Principles of annotation of BulNC
Linguistic annotation increases the value of a corpus by making it more usable, as various kinds of information may be extracted, more multifunctional, as the corpus may be used for different purposes, and?more explicit with respect to the analysed information. In our approach, we adopt the following set of criteria for quality annotation:?
- Multi-layered – the more richly annotated the corpus, the broader its range of applications for research and applied studies. Corpus processing needs to cover and accumulate as many levels of linguistic annotation as possible.?
- Compliance with standards in data formatting and representation of annotation. Unification of various tagsets and data formats, including encodings, is enabled through easy and reliable conversion.
- Uniformity – a common set of attributes and values for different languages and different media types – text, audio, image, video, and common techniques to manage (accumulate, combine, split, etc.) them. This will facilitate comparative studies and the application of language-independent tools.
- Consistency – as annotation of large amounts of texts in most cases is carried out automatically, it is necessary to provide means for validation and evaluation.
The following annotation principles are observed in general, both for manual and automatic annotation: the input text remains unchanged; the annotation is performed at consecutive stages and is accumulated as multi-level annotation; the annotation data are represented as attribute-value pairs. Each annotation level is independent, may be accessed separately and merged with other compatible annotation schemes.
The Bulgarian texts are annotated using the Bulgarian language processing chain.

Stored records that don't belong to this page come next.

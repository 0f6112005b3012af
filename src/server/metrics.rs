//! Prometheus metrics definitions and the `/metrics` endpoint.

use axum::extract::{MatchedPath, Request};
use axum::http::StatusCode;
use axum::middleware::Next;
use axum::response::{IntoResponse, Response};
use once_cell::sync::Lazy;
use prometheus::{
    register_histogram_vec, register_int_counter_vec, Encoder, HistogramVec, IntCounterVec,
    TextEncoder,
};

/// Request counter.
pub static HTTP_REQUESTS_TOTAL: Lazy<IntCounterVec> = Lazy::new(|| {
    register_int_counter_vec!(
        "bedrock_http_requests_total",
        "Total number of HTTP requests",
        &["endpoint", "method", "status"]
    )
    .unwrap()
});

/// Request latency histogram.
pub static HTTP_REQUEST_LATENCY: Lazy<HistogramVec> = Lazy::new(|| {
    register_histogram_vec!(
        "bedrock_http_request_duration_seconds",
        "HTTP request latency in seconds",
        &["endpoint", "method"],
        vec![0.001, 0.005, 0.01, 0.025, 0.05, 0.1, 0.25, 0.5, 1.0]
    )
    .unwrap()
});

/// Initialize all metrics (call once at startup).
pub fn init_metrics() {
    // Access lazy statics to register them
    let _ = &*HTTP_REQUESTS_TOTAL;
    let _ = &*HTTP_REQUEST_LATENCY;

    tracing::debug!("Prometheus metrics initialized");
}

/// Middleware recording per-request counters and latency.
///
/// Uses the matched route template (`/example/items/{id}`) as the endpoint
/// label so path parameters do not explode label cardinality.
pub async fn track_metrics(request: Request, next: Next) -> Response {
    let endpoint = request.extensions().get::<MatchedPath>().map_or_else(
        || request.uri().path().to_owned(),
        |p| p.as_str().to_owned(),
    );
    let method = request.method().as_str().to_owned();
    let timer = HTTP_REQUEST_LATENCY
        .with_label_values(&[&endpoint, &method])
        .start_timer();

    let response = next.run(request).await;

    timer.observe_duration();
    HTTP_REQUESTS_TOTAL
        .with_label_values(&[&endpoint, &method, response.status().as_str()])
        .inc();

    response
}

/// Prometheus metrics endpoint.
pub async fn metrics_handler() -> impl IntoResponse {
    let encoder = TextEncoder::new();
    let metric_families = prometheus::gather();

    let mut buffer = Vec::new();
    match encoder.encode(&metric_families, &mut buffer) {
        Ok(()) => {
            tracing::trace!("Metrics encoded successfully");
            (
                StatusCode::OK,
                [(
                    axum::http::header::CONTENT_TYPE,
                    "text/plain; charset=utf-8",
                )],
                buffer,
            )
        }
        Err(e) => {
            tracing::error!(error = %e, "Failed to encode metrics");
            (
                StatusCode::INTERNAL_SERVER_ERROR,
                [(
                    axum::http::header::CONTENT_TYPE,
                    "text/plain; charset=utf-8",
                )],
                b"Failed to encode metrics".to_vec(),
            )
        }
    }
}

It integrates a number of tools (a regular expression-based sentence splitter and tokeniser, an SVM POS-tagger, a dictionary-based lemmatiser, a finite-state chunker, and a wordnet sense annotation tool), designed to work together and to ensure interoperability, fast performance and high accuracy. The training of the Bulgarian tagger is based on the following parameters: two passes in both directions; a window of five tokens, the currently tagged word being in second position; 2- and 3-grams of words or morphosyntactic tags or ambiguity classes; lexical parameters such as prefixes, suffixes, sentence borders, and capital letters. Lemmatisation is based on linking the tagger output to the Grammatical dictionary (75 word classes to 1029 unique grammatical tags in the dictionary), while a number of rules and preferences are applied to resolve the ambiguities. The chunker is a rule-based parser working with a manually crafted grammar designed to recognise unambiguous phrases and their heads.
Apache OpenNLP with pre-trained models and Stanford CoreNLP are used for the annotation of the English texts – sentence segmentation, tokenisation, and POS tagging. OpenNLP could be trained and applied for other languages as well. There are also some pretrained models for a number of widely used languages (German and Spanish, among others). Lemmatisation of the English texts is performed using Stanford CoreNLP and RASP. As we aim at high quality and consistency of the annotation, we examine various systems for processing English and other languages.

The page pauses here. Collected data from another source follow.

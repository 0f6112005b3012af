//! README renderer: serves the project README as HTML at `/README`.

use std::sync::Arc;

use axum::extract::State;
use axum::response::Html;
use axum::routing::get;
use axum::Router;
use pulldown_cmark::{html, Options, Parser};

use super::app::AppState;
use crate::error::ApiError;

/// README route.
pub fn router() -> Router<Arc<AppState>> {
    Router::new().route("/README", get(readme))
}

/// Render the configured markdown file as HTML.
///
/// A missing file is the template's one explicit failure path: it maps to
/// 404 with a fixed message rather than a server error.
async fn readme(State(state): State<Arc<AppState>>) -> Result<Html<String>, ApiError> {
    let path = &state.config.readme_path;
    let markdown = match tokio::fs::read_to_string(path).await {
        Ok(content) => content,
        Err(e) if e.kind() == std::io::ErrorKind::NotFound => {
            tracing::warn!(target: "bedrock::readme", path = %path.display(), "✖ README missing");
            return Err(ApiError::not_found("README.md file not found"));
        }
        Err(e) => {
            tracing::error!(target: "bedrock::readme", path = %path.display(), error = %e, "✖ README read failed");
            return Err(ApiError::internal(format!("failed to read README: {e}")));
        }
    };

    Ok(Html(render_markdown(&markdown)))
}

/// Convert markdown text to an HTML fragment.
fn render_markdown(markdown: &str) -> String {
    let mut options = Options::empty();
    options.insert(Options::ENABLE_TABLES);
    options.insert(Options::ENABLE_STRIKETHROUGH);
    options.insert(Options::ENABLE_FOOTNOTES);
    options.insert(Options::ENABLE_TASKLISTS);

    let parser = Parser::new_ext(markdown, options);
    let mut out = String::with_capacity(markdown.len() * 2);
    html::push_html(&mut out, parser);
    out
}

#[cfg(test)]
mod tests {
    use super::*;
    use crate::Config;
    use axum::body::Body;
    use axum::http::{Request, StatusCode};
    use std::io::Write;
    use tower::ServiceExt;

    #[test]
    fn test_render_markdown_heading() {
        let html = render_markdown("# Title\n\nSome *emphasis*.");
        assert!(html.contains("<h1>Title</h1>"));
        assert!(html.contains("<em>emphasis</em>"));
    }

    #[test]
    fn test_render_markdown_table() {
        let html = render_markdown("| a | b |\n|---|---|\n| 1 | 2 |");
        assert!(html.contains("<table>"));
    }

    #[tokio::test]
    async fn test_readme_present() {
        let mut file = tempfile::NamedTempFile::new().unwrap();
        writeln!(file, "# Demo\n\nhello from disk").unwrap();

        let state = Arc::new(AppState::new(Config {
            readme_path: file.path().to_path_buf(),
            ..Default::default()
        }));
        let response = router()
            .with_state(state)
            .oneshot(
                Request::builder()
                    .uri("/README")
                    .body(Body::empty())
                    .unwrap(),
            )
            .await
            .unwrap();

        assert_eq!(response.status(), StatusCode::OK);
        let bytes = axum::body::to_bytes(response.into_body(), usize::MAX)
            .await
            .unwrap();
        let body = String::from_utf8(bytes.to_vec()).unwrap();
        assert!(body.contains("<h1>Demo</h1>"));
        assert!(body.contains("hello from disk"));
    }

    #[tokio::test]
    async fn test_readme_missing() {
        let state = Arc::new(AppState::new(Config {
            readme_path: "/definitely/not/here/README.md".into(),
            ..Default::default()
        }));
        let response = router()
            .with_state(state)
            .oneshot(
                Request::builder()
                    .uri("/README")
                    .body(Body::empty())
                    .unwrap(),
            )
            .await
            .unwrap();

        assert_eq!(response.status(), StatusCode::NOT_FOUND);
        let bytes = axum::body::to_bytes(response.into_body(), usize::MAX)
            .await
            .unwrap();
        let json: serde_json::Value = serde_json::from_slice(&bytes).unwrap();
        assert_eq!(json["code"], "E_NOT_FOUND");
        assert_eq!(json["message"], "README.md file not found");
    }
}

Uniformity in annotation for Bulgarian and other languages is achieved in either of two ways:
- annotation of raw data from scratch, applying equal standards and principles, or
- conversion of already existing annotation.
In each case the tagset and conventions accepted for the BulNC are followed. The different tagsets are mapped to the Bulgarian tagset, but any language-specific annotation is preserved. The design of the Bulgarian tagset provides a uniform description of the inflexion of Bulgarian words and multiword expressions based on morphological and morphosyntactic criteria. The tagset is mappable to the Multext-East morphosyntactic descriptions, which are valuable as a unified framework for many European languages, although some disadvantages have been discovered with regard to the set of descriptions, both on a general and a language-specific level.
Parallel corpus alignment
Alignment at sentence level is essential for all parallel resources and it is therefore required for all language pairs. High-quality sentence segmentation is an important prerequisite for the quality of parallel text alignment. The vast majority of the errors that occur in sentence alignment follow from inaccurate sentence segmentation. Two aligners have been applied for parts of the corpus:HunAlign and Maligna.
The alignment is based on the Gale-Church algorithm, which uses sentence length distance measure and is largely language independent. Other alignment methods, such as the Bilingual Sentence Aligner and the use of bilingual dictionaries, are envisaged as well. The aligners take as input texts with segmented sentences and produce a sequence of parallel sentence pairs (bi-sentences). At present, alignment is performed and tested on the Bulgarian-English Parallel Corpus.
A further step in parallel corpora processing is automatic alignment at subsentential level: clause alignment (cf. BulEnAC corpus), phrase or word alignment.